With other features we choose to place them in a specific paid tier - database change triggers here are an example, as well as the recent Algolia search integration. We feel that features like these give extra oomph to certain users who are generally farther along in their app development process; for example, a person building a prototype on the Hobby tier probably doesn’t yet need the power of Algolia-backed searches. We think hard about the tier that new features are offered in, to see if it makes sense for the value and messaging offered by each tier.

So why did we make a decision to offer new paid features only on the current plans and not legacy? The legacy tiers were created out of a desire to not leave behind anybody who may have bet their project or business on Bubble. If the difference in prices between the legacy and new version of a tier makes a meaningful difference to the economics of your project, we didn’t want to force you to upgrade or be shut out - you can continue on the legacy plan you had before. And after hearing the feedback from the userbase, Bubble decided to give a 2 year period when apps on legacy plans could switch to other legacy tiers - apps on legacy plans will not be left behind, and hopefully by the end of the 2 year period, you’ll know which plan (legacy or otherwise) is suitable for your app’s needs going forward.

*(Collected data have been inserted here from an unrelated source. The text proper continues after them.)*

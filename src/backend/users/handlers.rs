//! User Profile HTTP Handlers

use axum::{
    extract::{rejection::JsonRejection, Path, State},
    Json,
};

use crate::backend::error::{BackendError, BackendResult};
use crate::backend::store::SharedStore;
use crate::shared::blog::{EntityId, StatusResponse, UpdateUserRequest, User, UserProfile};

/// Public profile: id, username, role, bio
pub async fn get_user(
    State(store): State<SharedStore>,
    Path(id): Path<EntityId>,
) -> BackendResult<Json<UserProfile>> {
    let store = store.lock().await;
    store
        .users
        .get(id)
        .map(User::profile)
        .map(Json)
        .ok_or_else(|| {
            tracing::warn!("User not found: {}", id);
            BackendError::not_found("user", id)
        })
}

/// Update the bio. Other fields in the payload are ignored.
///
/// A missing or unreadable body is not an error: it changes nothing, and the
/// only failure left is an unknown id.
pub async fn update_user(
    State(store): State<SharedStore>,
    Path(id): Path<EntityId>,
    payload: Result<Json<UpdateUserRequest>, JsonRejection>,
) -> BackendResult<Json<StatusResponse>> {
    let update = match payload {
        Ok(Json(update)) => update,
        Err(rejection) => {
            tracing::debug!("Ignoring user update body: {}", rejection.body_text());
            UpdateUserRequest::default()
        }
    };

    store
        .lock()
        .await
        .users
        .update(id, |user| update.apply(user))
        .ok_or_else(|| BackendError::not_found("user", id))?;

    tracing::info!("Updated user {}", id);
    Ok(Json(StatusResponse::new("updated")))
}
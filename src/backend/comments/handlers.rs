//! Comment HTTP Handlers
//!
//! Neither handler checks that the post exists: listing comments of a missing
//! post yields an empty list, and commenting on one succeeds.

use axum::{
    extract::{rejection::JsonRejection, Path, State},
    Json,
};

use crate::backend::error::BackendResult;
use crate::backend::store::SharedStore;
use crate::shared::blog::{
    Comment, CreateCommentRequest, CreateCommentResponse, EntityId, ListCommentsResponse,
    MOCK_USER_ID,
};

/// List comments on a post as `{id, user_id, content}`
pub async fn list_comments(
    State(store): State<SharedStore>,
    Path(post_id): Path<EntityId>,
) -> Json<ListCommentsResponse> {
    let store = store.lock().await;
    Json(ListCommentsResponse {
        comments: store.comments_for_post(post_id).map(Comment::summary).collect(),
    })
}

/// Add a comment as the mock identity
pub async fn create_comment(
    State(store): State<SharedStore>,
    Path(post_id): Path<EntityId>,
    payload: Result<Json<CreateCommentRequest>, JsonRejection>,
) -> BackendResult<Json<CreateCommentResponse>> {
    let Json(request) = payload?;
    let comment = request.into_comment(post_id, MOCK_USER_ID)?;

    let id = store.lock().await.comments.insert(comment);
    tracing::info!("Created comment {} on post {}", id, post_id);
    Ok(Json(CreateCommentResponse { id, post_id }))
}
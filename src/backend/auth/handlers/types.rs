/**
 * Authentication Handler Types
 *
 * Request and response types used by the register, login and me handlers.
 */

use serde::{Deserialize, Serialize};

use crate::shared::blog::{EntityId, Role};

/// Register request
#[derive(Deserialize, Serialize, Debug, Default, Clone)]
pub struct RegisterRequest {
    pub email: Option<String>,
    /// Stored as given
    pub password: Option<String>,
}

impl RegisterRequest {
    /// Returns `(email, password)`; an absent field becomes an empty string.
    pub fn into_credentials(self) -> (String, String) {
        (self.email.unwrap_or_default(), self.password.unwrap_or_default())
    }
}

/// Register response: `{"status":"registered","userId":N}`
#[derive(Serialize, Deserialize, Debug, Clone, PartialEq, Eq)]
pub struct RegisterResponse {
    pub status: String,
    #[serde(rename = "userId")]
    pub user_id: EntityId,
}

/// Login response
#[derive(Serialize, Deserialize, Debug, Clone, PartialEq, Eq)]
pub struct LoginResponse {
    pub token: String,
}

/// Current identity
#[derive(Serialize, Deserialize, Debug, Clone, PartialEq, Eq)]
pub struct MeResponse {
    pub id: EntityId,
    pub role: Role,
}
/**
 * Application State Management
 *
 * This module defines the application state structure and implements
 * the necessary `FromRef` traits for Axum state extraction.
 *
 * # State Extraction
 *
 * Handlers only ever need the store, so they extract `State<SharedStore>`
 * instead of the whole `AppState`.
 *
 * ```rust
 * use axum::extract::State;
 * use inkpost::backend::store::SharedStore;
 *
 * async fn handler(State(store): State<SharedStore>) {
 *     let store = store.lock().await;
 *     let _count = store.posts.len();
 * }
 * ```
 */

use axum::extract::FromRef;

use crate::backend::store::{BlogStore, SharedStore};

/// Central state container for the router
#[derive(Clone)]
pub struct AppState {
    /// The single store every handler reads and writes
    pub store: SharedStore,
}

impl AppState {
    pub fn new() -> Self {
        Self::with_store(BlogStore::new().shared())
    }

    pub fn with_store(store: SharedStore) -> Self {
        Self { store }
    }
}

impl Default for AppState {
    fn default() -> Self {
        Self::new()
    }
}

impl FromRef<AppState> for SharedStore {
    fn from_ref(app_state: &AppState) -> Self {
        app_state.store.clone()
    }
}
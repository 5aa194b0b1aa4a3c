/**
 * Mock Sessions
 *
 * There are no sessions. Every login receives `MOCK_TOKEN`, and every caller
 * of `/api/auth/me` is told it is `MOCK_IDENTITY`, token or not.
 */

use crate::shared::blog::{EntityId, Role, MOCK_USER_ID};

/// Token returned by every login
pub const MOCK_TOKEN: &str = "fake-jwt-token-123";

/// Identity reported by `/api/auth/me`
pub const MOCK_IDENTITY: (EntityId, Role) = (MOCK_USER_ID, Role::Admin);

/// Issue a token. Always the same one.
pub fn create_token() -> String {
    MOCK_TOKEN.to_string()
}
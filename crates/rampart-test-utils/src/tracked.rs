// Copyright (c) 2025-2026 Federico Hoerth <memparanoid@gmail.com>
// SPDX-License-Identifier: GPL-3.0-only
// See LICENSE in the repository root for full license text.

//! Lifecycle accounting for container tests.

use std::cell::Cell;
use std::rc::Rc;

#[derive(Debug, Default)]
struct Counts {
    created: Cell<usize>,
    dropped: Cell<usize>,
}

/// Shared record of how many [`Tracked`] values were created and dropped.
///
/// Every `track`/`track_fragile` call and every successful clone counts as a
/// creation. A container that neither leaks nor double-drops ends with
/// `live() == 0` once all its values are gone.
///
/// # Example
/// ```
/// use rampart_test_utils::DropLedger;
///
/// let ledger = DropLedger::new();
/// let a = ledger.track(1);
/// let b = a.clone();
/// assert_eq!(ledger.live(), 2);
///
/// drop(a);
/// drop(b);
/// assert_eq!(ledger.live(), 0);
/// ```
#[derive(Debug, Clone, Default)]
pub struct DropLedger {
    counts: Rc<Counts>,
}

impl DropLedger {
    /// Creates an empty ledger.
    pub fn new() -> Self {
        Self::default()
    }

    /// Wraps `value` so its lifecycle is recorded here.
    pub fn track<T>(&self, value: T) -> Tracked<T> {
        self.created();
        Tracked {
            value,
            fragile: false,
            ledger: self.clone(),
        }
    }

    /// Like [`DropLedger::track`], but cloning the result panics.
    pub fn track_fragile<T>(&self, value: T) -> Tracked<T> {
        self.created();
        Tracked {
            value,
            fragile: true,
            ledger: self.clone(),
        }
    }

    fn created(&self) {
        self.counts.created.set(self.counts.created.get() + 1);
    }

    /// Total creations so far.
    pub fn creations(&self) -> usize {
        self.counts.created.get()
    }

    /// Total drops so far.
    pub fn drops(&self) -> usize {
        self.counts.dropped.get()
    }

    /// Values created and not yet dropped.
    pub fn live(&self) -> usize {
        self.creations() - self.drops()
    }
}

/// A value whose creation, clone and drop are recorded in a [`DropLedger`].
pub struct Tracked<T> {
    value: T,
    fragile: bool,
    ledger: DropLedger,
}

impl<T> Tracked<T> {
    /// Returns the wrapped value.
    pub fn value(&self) -> &T {
        &self.value
    }

    /// Returns `true` if cloning this value panics.
    pub fn is_fragile(&self) -> bool {
        self.fragile
    }
}

impl<T: Clone> Clone for Tracked<T> {
    fn clone(&self) -> Self {
        if self.fragile {
            panic!("Tracked::clone: fragile value");
        }

        self.ledger.track(self.value.clone())
    }
}

impl<T> Drop for Tracked<T> {
    fn drop(&mut self) {
        let dropped = &self.ledger.counts.dropped;
        dropped.set(dropped.get() + 1);
    }
}

impl<T: PartialEq> PartialEq for Tracked<T> {
    fn eq(&self, other: &Self) -> bool {
        self.value == other.value
    }
}

impl<T: core::fmt::Debug> core::fmt::Debug for Tracked<T> {
    fn fmt(&self, f: &mut core::fmt::Formatter<'_>) -> core::fmt::Result {
        f.debug_tuple("Tracked").field(&self.value).finish()
    }
}
// Copyright (c) 2025-2026 Federico Hoerth <memparanoid@gmail.com>
// SPDX-License-Identifier: GPL-3.0-only
// See LICENSE in the repository root for full license text.

//! Error types for rampart-block.

use core::alloc::Layout;

use thiserror::Error;

/// Errors that can occur while acquiring raw storage.
///
/// Both variants are resource exhaustion: the block that was being created
/// does not exist, and nothing was allocated.
#[derive(Debug, Error, Clone, Copy, Eq, PartialEq)]
pub enum BlockError {
    /// The requested slot count cannot be expressed as an allocation size
    /// (byte size overflows `isize::MAX`).
    #[error("capacity overflow: {capacity} slots exceed the maximum allocation size")]
    CapacityOverflow {
        /// Number of slots that was requested.
        capacity: usize,
    },

    /// The global allocator could not satisfy the request.
    #[error(
        "allocation failure: {} bytes with alignment {}",
        .layout.size(),
        .layout.align()
    )]
    AllocationFailure {
        /// Layout of the failed request.
        layout: Layout,
    },
}
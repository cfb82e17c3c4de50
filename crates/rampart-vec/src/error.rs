// Copyright (c) 2025-2026 Federico Hoerth <memparanoid@gmail.com>
// SPDX-License-Identifier: GPL-3.0-only
// See LICENSE in the repository root for full license text.

//! Error types for rampart-vec.

use rampart_block::BlockError;
use thiserror::Error;

/// Error type for `RampartVec` operations that acquire storage.
///
/// Whenever one of these is returned, the vector is exactly as it was before
/// the call.
#[derive(Debug, Error, Clone, Copy, Eq, PartialEq)]
pub enum VecError {
    /// Acquiring a new storage block failed.
    #[error("BlockError: {0}")]
    Block(#[from] BlockError),
}

/// Unwraps the result of an allocating operation for infallible APIs
/// (`Clone`, `Extend`, `FromIterator`, `From`).
///
/// Allocation failures go to [`alloc::alloc::handle_alloc_error`]; capacity
/// overflow panics.
pub(crate) fn handle_reserve<R>(result: Result<R, VecError>) -> R {
    match result {
        Ok(value) => value,
        Err(VecError::Block(BlockError::AllocationFailure { layout })) => {
            alloc::alloc::handle_alloc_error(layout)
        }
        Err(VecError::Block(BlockError::CapacityOverflow { capacity })) => {
            panic!("capacity overflow: {capacity} slots")
        }
    }
}
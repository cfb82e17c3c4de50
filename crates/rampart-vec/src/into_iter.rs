// Copyright (c) 2025-2026 Federico Hoerth <memparanoid@gmail.com>
// SPDX-License-Identifier: GPL-3.0-only
// See LICENSE in the repository root for full license text.

use core::iter::FusedIterator;
use core::ptr;
use core::slice;

use rampart_block::RawBlock;

/// Owning iterator over the elements of a [`RampartVec`](crate::RampartVec).
///
/// Elements in `[start, end)` of the block are still live. Whatever has not
/// been yielded is dropped together with the iterator.
pub struct IntoIter<T> {
    block: RawBlock<T>,
    start: usize,
    end: usize,
}

impl<T> IntoIter<T> {
    pub(crate) fn new(block: RawBlock<T>, len: usize) -> Self {
        debug_assert!(len <= block.capacity());

        Self {
            block,
            start: 0,
            end: len,
        }
    }

    /// Returns the elements that have not been yielded yet.
    pub fn as_slice(&self) -> &[T] {
        // SAFETY: [start, end) is live; start <= end <= capacity.
        unsafe { slice::from_raw_parts(self.block.slot(self.start), self.end - self.start) }
    }
}

impl<T> Iterator for IntoIter<T> {
    type Item = T;

    fn next(&mut self) -> Option<T> {
        if self.start == self.end {
            return None;
        }

        let index = self.start;
        self.start += 1;

        // SAFETY: slot `index` was live and is no longer in the tracked range,
        // so ownership moves to the caller.
        Some(unsafe { ptr::read(self.block.slot(index)) })
    }

    fn size_hint(&self) -> (usize, Option<usize>) {
        let remaining = self.end - self.start;
        (remaining, Some(remaining))
    }
}

impl<T> DoubleEndedIterator for IntoIter<T> {
    fn next_back(&mut self) -> Option<T> {
        if self.start == self.end {
            return None;
        }

        self.end -= 1;

        // SAFETY: slot `end` was live and is no longer in the tracked range.
        Some(unsafe { ptr::read(self.block.slot(self.end)) })
    }
}

impl<T> ExactSizeIterator for IntoIter<T> {}

impl<T> FusedIterator for IntoIter<T> {}

impl<T> Drop for IntoIter<T> {
    fn drop(&mut self) {
        let remaining = ptr::slice_from_raw_parts_mut(self.block.slot_mut(self.start), self.end - self.start);

        // SAFETY: [start, end) is live and owned only by this iterator. The
        // block field releases the memory afterwards.
        unsafe { ptr::drop_in_place(remaining) }
    }
}

impl<T: core::fmt::Debug> core::fmt::Debug for IntoIter<T> {
    fn fmt(&self, f: &mut core::fmt::Formatter<'_>) -> core::fmt::Result {
        f.debug_tuple("IntoIter").field(&self.as_slice()).finish()
    }
}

Apps on legacy plans are getting the features and improvements that roll out to everybody. However, we feel that since we’re investing in the platform by building new powerful features for users who are further along in their Bubble journey, it is reasonable for us to share in the value that these features bring. If it is important for your app to stay on a legacy plan - please do so. Our hope is to continuously improve the offerings of the current plans such that it’s an obvious decision to switch to a current plan given how much added value the new features provide.

We certainly value our existing users - continuing to empower them and help them grow is a huge part of our daily motivation. As Bubble continues growing and improving, we hope that all our users will continue growing and thriving as well.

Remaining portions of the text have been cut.